[[ EXTRACTED DATA, beginning ]]

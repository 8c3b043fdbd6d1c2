//! # Dynamic-Linker Backend
//!
//! The seam between the load protocol and the OS dynamic linker. The loader
//! is generic over this trait so its protocol logic is testable without a
//! real shared library; the host installs [`DylibBackend`].

use std::path::Path;

use libloading::Library;
use vessel_shared::TickFn;

use crate::error::{LoadError, LoadResult};

/// Abstraction over the dynamic-linking facility.
pub trait ModuleBackend {
    /// An owned executable image. Dropping it unloads the image.
    type Image;

    /// Maps the file at `path` into the process as an executable image.
    fn load_image(&self, path: &Path) -> LoadResult<Self::Image>;

    /// Resolves the tick entry point from the image loaded from `path`.
    ///
    /// The returned function pointer is valid only while `image` is alive;
    /// [`crate::GameModule`] owns both and upholds that pairing.
    fn resolve_tick(&self, image: &Self::Image, path: &Path, symbol: &str) -> LoadResult<TickFn>;
}

/// Production backend over the OS dynamic linker.
#[derive(Debug, Default, Clone, Copy)]
pub struct DylibBackend;

impl ModuleBackend for DylibBackend {
    type Image = Library;

    fn load_image(&self, path: &Path) -> LoadResult<Library> {
        // SAFETY: the image is a build artifact of this workspace's own game
        // module crate; its initializers are the trivial ones Rust emits.
        unsafe { Library::new(path) }.map_err(|e| LoadError::ImageLoad {
            path: path.to_path_buf(),
            reason: e.to_string(),
        })
    }

    fn resolve_tick(&self, image: &Library, path: &Path, symbol: &str) -> LoadResult<TickFn> {
        // SAFETY: the symbol's signature is fixed by the vessel_shared ABI
        // contract; a module exporting it with another signature is undefined
        // behavior on its own head, exactly as with any C plugin interface.
        let resolved = unsafe { image.get::<TickFn>(symbol.as_bytes()) };
        match resolved {
            Ok(sym) => Ok(*sym),
            Err(e) => Err(LoadError::MissingSymbol {
                path: path.to_path_buf(),
                symbol: symbol.to_owned(),
                reason: e.to_string(),
            }),
        }
    }
}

[[ EXTRACTED DATA, end ]]

■ TASK BRIEF
Reproduce the records above in full and with exact wording.

■ ANSWER BOX
repository 8c3b043fdbd6d1c2
//! # Dynamic-Linker Backend
//!
//! The seam between the load protocol and the OS dynamic linker. The loader
//! is generic over this trait so its protocol logic is testable without a
//! real shared library; the host installs [`DylibBackend`].

use std::path::Path;

use libloading::Library;
use vessel_shared::TickFn;

use crate::error::{LoadError, LoadResult};

/// Abstraction over the dynamic-linking facility.
pub trait ModuleBackend {
    /// An owned executable image. Dropping it unloads the image.
    type Image;

    /// Maps the file at `path` into the process as an executable image.
    fn load_image(&self, path: &Path) -> LoadResult<Self::Image>;

    /// Resolves the tick entry point from the image loaded from `path`.
    ///
    /// The returned function pointer is valid only while `image` is alive;
    /// [`crate::GameModule`] owns both and upholds that pairing.
    fn resolve_tick(&self, image: &Self::Image, path: &Path, symbol: &str) -> LoadResult<TickFn>;
}

/// Production backend over the OS dynamic linker.
#[derive(Debug, Default, Clone, Copy)]
pub struct DylibBackend;

impl ModuleBackend for DylibBackend {
    type Image = Library;

    fn load_image(&self, path: &Path) -> LoadResult<Library> {
        // SAFETY: the image is a build artifact of this workspace's own game
        // module crate; its initializers are the trivial ones Rust emits.
        unsafe { Library::new(path) }.map_err(|e| LoadError::ImageLoad {
            path: path.to_path_buf(),
            reason: e.to_string(),
        })
    }

    fn resolve_tick(&self, image: &Library, path: &Path, symbol: &str) -> LoadResult<TickFn> {
        // SAFETY: the symbol's signature is fixed by the vessel_shared ABI
        // contract; a module exporting it with another signature is undefined
        // behavior on its own head, exactly as with any C plugin interface.
        let resolved = unsafe { image.get::<TickFn>(symbol.as_bytes()) };
        match resolved {
            Ok(sym) => Ok(*sym),
            Err(e) => Err(LoadError::MissingSymbol {
                path: path.to_path_buf(),
                symbol: symbol.to_owned(),
                reason: e.to_string(),
            }),
        }
    }
}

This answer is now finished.